Entrepreneurial Students Leave a Legacy to Their School

Westmount High School’s bike co-op, student-run fitness centre and other entrepreneurial activities encourage kids to take responsibility and practise life skills.

Proudly displaying their wood craft.

Proudly displaying their wood craft.

When Andrew Robinson began his career as a history, English and geography teacher a few years ago, he found students had little outlet for what he calls “hands-on, tied-to-the-outside-world learning.” That “huge learning gap” sent him in a new direction. While continuing to teach in the day, he enrolled in an evening Cabinet Making program at the English Montréal School Board’s Rosemount Technology Centre. Now at Westmount High School, Andrew teaches Exploration of Vocational Training, as well as the wood shop segment of the Secondary Cycle Two Science and Technology curriculum.

Part of an elective course

Andrew also worked with his students to set up a bike cooperative. The project started as an extra-curricular activity and was entered in the 2011 Québec Entrepreneurship Contest (QEC) and won the EMSB prize. Now in its third year, the student-run service provides a place where kids can learn to maintain and repair a bike. As a measure of the co-op’s success, bike maintenance will be integrated into the curriculum next year as part of an elective course called “Ecological Choices, Health and the Outdoors.” In 2012, Andrew’s students won a regional first prize in the QEC for creating an in-school fitness centre that they reclaimed from a former storage area. With help from staff members, students plastered, painted and sourced equipment donations.
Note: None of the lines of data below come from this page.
//! Access-decision stage.
//!
//! Runs last among the security stages, right after exception translation:
//!
//! ```text
//! ... → SessionManagement → ExceptionTranslation → [AccessDecision] → SwitchUser
//! ```
//!
//! The stage holds an ordered list of rules. The first rule whose matcher
//! accepts the request decides: its [`ExpressionAttribute`] is evaluated
//! against an [`EvaluationContext`] built from the invocation. Granted
//! requests proceed; denied requests get a `403` JSON error and the chain
//! stops. Requests no rule matches proceed unchecked. Evaluation failures
//! propagate and are never turned into a decision.

use crate::builder::PipelineBuilder;
use crate::registry::Configurer;
use bulwark_authz::{EvaluationContext, ExpressionAttribute, PredicateEngine};
use bulwark_config::AuthorizationConfig;
use bulwark_core::{
    BoxFuture, BulwarkError, BulwarkResult, Invocation, Response, ResponseExt, Stage, StageKind,
    UrlPathHelper,
};
use bulwark_matcher::{HandlerIntrospector, Params, RequestMatcher, RoutedRequestMatcher};
use bulwark_telemetry::metrics::record_access_decision;
use http::{Method, StatusCode};
use std::sync::Arc;

/// Request attribute recording the decision (`"granted"` or `"denied"`).
pub const ACCESS_DECISION_ATTRIBUTE: &str = "bulwark.access_decision";

/// A request matcher paired with the predicate guarding it.
#[derive(Debug, Clone)]
pub struct AccessRule {
    matcher: Arc<dyn RequestMatcher>,
    attribute: ExpressionAttribute,
    bind_variables: bool,
}

impl AccessRule {
    /// Creates a rule.
    pub fn new(matcher: Arc<dyn RequestMatcher>, attribute: ExpressionAttribute) -> Self {
        Self {
            matcher,
            attribute,
            bind_variables: false,
        }
    }

    /// Exposes the variables captured by the matcher to the predicate under
    /// `variables`.
    #[must_use]
    pub fn binding_variables(mut self) -> Self {
        self.bind_variables = true;
        self
    }

    /// Returns true if captured variables reach the predicate.
    pub fn binds_variables(&self) -> bool {
        self.bind_variables
    }

    /// Returns the matcher.
    pub fn matcher(&self) -> &Arc<dyn RequestMatcher> {
        &self.matcher
    }

    /// Returns the predicate attribute.
    pub fn attribute(&self) -> &ExpressionAttribute {
        &self.attribute
    }
}

/// Grants or denies access using the first matching rule.
///
/// # Example
///
/// ```
/// use bulwark_authz::{ExpressionAttribute, RegoPredicateEngine};
/// use bulwark_core::Invocation;
/// use bulwark_matcher::PathPatternMatcher;
/// use bulwark_pipeline::AccessDecisionStage;
/// use http::Method;
/// use std::sync::Arc;
///
/// let stage = AccessDecisionStage::new(Arc::new(RegoPredicateEngine::new())).with_rule(
///     Arc::new(PathPatternMatcher::new("/admin/**").unwrap()),
///     ExpressionAttribute::new("false"),
/// );
///
/// let admin = Invocation::for_path("/admin/users", Method::GET);
/// assert!(!stage.is_allowed(&admin).unwrap());
///
/// let public = Invocation::for_path("/public", Method::GET);
/// assert!(stage.is_allowed(&public).unwrap());
/// ```
#[derive(Debug, Clone)]
pub struct AccessDecisionStage {
    rules: Vec<AccessRule>,
    engine: Arc<dyn PredicateEngine>,
}

impl AccessDecisionStage {
    /// Creates a stage with no rules.
    pub fn new(engine: Arc<dyn PredicateEngine>) -> Self {
        Self {
            rules: Vec::new(),
            engine,
        }
    }

    /// Appends a rule.
    #[must_use]
    pub fn with_rule(self, matcher: Arc<dyn RequestMatcher>, attribute: ExpressionAttribute) -> Self {
        self.with_access_rule(AccessRule::new(matcher, attribute))
    }

    /// Appends a prepared rule.
    #[must_use]
    pub fn with_access_rule(mut self, rule: AccessRule) -> Self {
        self.rules.push(rule);
        self
    }

    /// Returns the rules in evaluation order.
    pub fn rules(&self) -> &[AccessRule] {
        &self.rules
    }

    /// Returns the first rule matching the invocation's request.
    pub fn rule_for(&self, invocation: &Invocation<'_>) -> Option<&AccessRule> {
        let request = invocation.request();
        self.rules.iter().find(|rule| rule.matcher.matches(request))
    }

    /// Evaluates the first matching rule; `None` when no rule matches.
    ///
    /// Each rule's matcher is consulted at most once per decision.
    pub fn decide(&self, invocation: &Invocation<'_>) -> BulwarkResult<Option<bool>> {
        let Some((rule, variables)) = self.matching_rule(invocation) else {
            return Ok(None);
        };

        let mut context = EvaluationContext::for_invocation(invocation);
        if let Some(variables) = variables {
            context.bind_variables(&variables);
        }
        rule.attribute
            .evaluate(self.engine.as_ref(), context, invocation)
            .map(Some)
    }

    /// Like [`rule_for`](Self::rule_for), also returning the captured
    /// variables of a rule that binds them.
    fn matching_rule(&self, invocation: &Invocation<'_>) -> Option<(&AccessRule, Option<Params>)> {
        let request = invocation.request();
        self.rules.iter().find_map(|rule| {
            if rule.bind_variables {
                rule.matcher.match_request(request).map(|variables| (rule, Some(variables)))
            } else {
                rule.matcher.matches(request).then_some((rule, None))
            }
        })
    }

    /// Returns whether the invocation would be let through.
    ///
    /// Works on synthetic invocations, so privileges can be checked without
    /// a live request.
    pub fn is_allowed(&self, invocation: &Invocation<'_>) -> BulwarkResult<bool> {
        Ok(self.decide(invocation)?.unwrap_or(true))
    }
}

impl Stage for AccessDecisionStage {
    fn name(&self) -> &'static str {
        "access_decision"
    }

    fn kind(&self) -> Option<StageKind> {
        Some(StageKind::AccessDecision)
    }

    fn process<'a>(&'a self, mut invocation: Invocation<'a>) -> BoxFuture<'a, BulwarkResult<()>> {
        Box::pin(async move {
            let Some(granted) = self.decide(&invocation)? else {
                tracing::debug!(url = %invocation.request_url(), "no access rule matched");
                return invocation.proceed().await;
            };

            record_access_decision(granted);
            let outcome = if granted { "granted" } else { "denied" };
            invocation
                .live_request_mut()?
                .set_attribute(ACCESS_DECISION_ATTRIBUTE, outcome);

            if granted {
                tracing::debug!(url = %invocation.request_url(), "access granted");
                return invocation.proceed().await;
            }

            tracing::warn!(
                http.method = %invocation.method(),
                url = %invocation.request_url(),
                "access denied"
            );
            if let Some(response) = invocation.response_mut() {
                *response = Response::json_error(StatusCode::FORBIDDEN, "ACCESS_DENIED", "access denied");
            }
            Ok(())
        })
    }
}

/// Shared-object key for the predicate engine used by [`AuthorizeRequests`].
#[derive(Debug, Clone)]
pub struct SharedPredicateEngine(pub Arc<dyn PredicateEngine>);

/// Shared-object key for the routing introspector used by
/// [`AuthorizeRequests`] when building rule matchers.
#[derive(Debug, Clone)]
pub struct SharedIntrospector(pub Arc<dyn HandlerIntrospector>);

/// One access rule before its matcher is built.
#[derive(Debug, Clone, PartialEq, Eq)]
pub struct RuleDefinition {
    /// Path pattern.
    pub pattern: String,
    /// Exact method constraint.
    pub method: Option<String>,
    /// Exact servlet path constraint.
    pub servlet_path: Option<String>,
    /// Predicate expression.
    pub expression: String,
    /// Expose path variables to the predicate under `variables`.
    pub bind_variables: bool,
}

impl RuleDefinition {
    /// Creates a rule without constraints.
    pub fn new(pattern: impl Into<String>, expression: impl Into<String>) -> Self {
        Self {
            pattern: pattern.into(),
            method: None,
            servlet_path: None,
            expression: expression.into(),
            bind_variables: false,
        }
    }
}

/// Registers an [`AccessDecisionStage`] built from rule definitions.
///
/// Needs a [`SharedPredicateEngine`] shared object. When a
/// [`SharedIntrospector`] is registered, rule matchers consult it; a shared
/// [`UrlPathHelper`] replaces the default lookup-path rules.
///
/// ```
/// use bulwark_authz::RegoPredicateEngine;
/// use bulwark_core::StageKind;
/// use bulwark_pipeline::{AuthorizeRequests, PipelineBuilder, SharedPredicateEngine};
/// use std::sync::Arc;
///
/// let mut builder = PipelineBuilder::new();
/// builder.set_shared_object(SharedPredicateEngine(Arc::new(RegoPredicateEngine::new())));
/// builder.add_configurer(
///     AuthorizeRequests::new()
///         .rule("/admin/**", r#"input.request.attributes.role == "admin""#)
///         .rule("/**", "true"),
/// );
///
/// let pipeline = builder.build().unwrap();
/// assert_eq!(pipeline.stage_names(), vec!["access_decision"]);
/// ```
#[derive(Debug, Clone, Default)]
pub struct AuthorizeRequests {
    rules: Vec<RuleDefinition>,
    case_sensitive: Option<bool>,
    path_helper: Option<UrlPathHelper>,
}

impl AuthorizeRequests {
    /// Creates a configurer with no rules.
    #[must_use]
    pub fn new() -> Self {
        Self::default()
    }

    /// Builds the rule list from configuration.
    ///
    /// Returns an empty configurer when authorization is disabled.
    #[must_use]
    pub fn from_config(config: &AuthorizationConfig) -> Self {
        if !config.enabled {
            return Self::new();
        }
        let rules = config
            .rules
            .iter()
            .map(|rule| RuleDefinition {
                pattern: rule.pattern.clone(),
                method: rule.method.clone(),
                servlet_path: rule.servlet_path.clone(),
                expression: rule.access.clone(),
                bind_variables: rule.bind_variables,
            })
            .collect();
        Self {
            rules,
            ..Self::default()
        }
    }

    /// Appends a rule for `pattern`.
    #[must_use]
    pub fn rule(mut self, pattern: impl Into<String>, expression: impl Into<String>) -> Self {
        self.rules.push(RuleDefinition::new(pattern, expression));
        self
    }

    /// Appends a fully specified rule.
    #[must_use]
    pub fn rule_definition(mut self, definition: RuleDefinition) -> Self {
        self.rules.push(definition);
        self
    }

    /// Sets case sensitivity of the rule patterns.
    #[must_use]
    pub fn case_sensitive(mut self, case_sensitive: bool) -> Self {
        self.case_sensitive = Some(case_sensitive);
        self
    }

    /// Sets the lookup-path rules used by the rule matchers.
    #[must_use]
    pub fn path_helper(mut self, path_helper: UrlPathHelper) -> Self {
        self.path_helper = Some(path_helper);
        self
    }

    /// Returns the rule definitions.
    pub fn rules(&self) -> &[RuleDefinition] {
        &self.rules
    }

    fn build_matcher(
        &self,
        definition: &RuleDefinition,
        introspector: Option<&SharedIntrospector>,
        path_helper: &UrlPathHelper,
    ) -> BulwarkResult<RoutedRequestMatcher> {
        let mut builder = RoutedRequestMatcher::builder(definition.pattern.clone())
            .path_helper(path_helper.clone())
            .case_sensitive(self.case_sensitive.unwrap_or(true));

        if let Some(method) = &definition.method {
            let method = Method::from_bytes(method.as_bytes()).map_err(|_| {
                BulwarkError::configuration(format!(
                    "rule '{}' has an invalid method '{method}'",
                    definition.pattern
                ))
            })?;
            builder = builder.method(method);
        }
        if let Some(servlet_path) = &definition.servlet_path {
            builder = builder.servlet_path(servlet_path.clone());
        }
        if let Some(SharedIntrospector(introspector)) = introspector {
            builder = builder.introspector(Arc::clone(introspector));
        }
        builder.build()
    }
}

impl Configurer for AuthorizeRequests {
    fn configure(&mut self, builder: &mut PipelineBuilder) -> BulwarkResult<()> {
        if self.rules.is_empty() {
            tracing::debug!("no access rules configured");
            return Ok(());
        }

        let stage = self.build_stage(builder)?;
        builder.add_stage(stage)?;
        Ok(())
    }
}

impl AuthorizeRequests {
    /// Builds the stage from the rule definitions and the builder's shared
    /// objects.
    fn build_stage(&self, builder: &PipelineBuilder) -> BulwarkResult<AccessDecisionStage> {
        let SharedPredicateEngine(engine) = builder
            .shared_object::<SharedPredicateEngine>()
            .map(|shared| shared.as_ref().clone())
            .ok_or_else(|| {
                BulwarkError::configuration("access rules need a SharedPredicateEngine shared object")
            })?;
        let introspector = builder.shared_object::<SharedIntrospector>();
        let path_helper = match &self.path_helper {
            Some(helper) => helper.clone(),
            None => builder
                .shared_object::<UrlPathHelper>()
                .map(|helper| helper.as_ref().clone())
                .unwrap_or_default(),
        };

        let mut stage = AccessDecisionStage::new(engine);
        for definition in &self.rules {
            let matcher: Arc<dyn RequestMatcher> =
                Arc::new(self.build_matcher(definition, introspector.as_deref(), &path_helper)?);

            let mut rule = AccessRule::new(matcher, ExpressionAttribute::new(definition.expression.clone()));
            if definition.bind_variables {
                rule = rule.binding_variables();
            }
            tracing::debug!(pattern = %definition.pattern, expression = %definition.expression, "access rule registered");
            stage = stage.with_access_rule(rule);
        }
        Ok(stage)
    }
}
The centre is open before and after school and at lunch for personal and team training, and it is supervised by students in the school’s leadership program.

Passing on their life skills

“Senior students like the idea of leaving a legacy,” says Andrew, “and staff are able to pass on their life skills— maybe even spark a possible career interest.” Andrew believes experiences like these also break down barriers between staff and students: “When the principal shows up in his jeans and workboots, students realize he is really an approachable person.”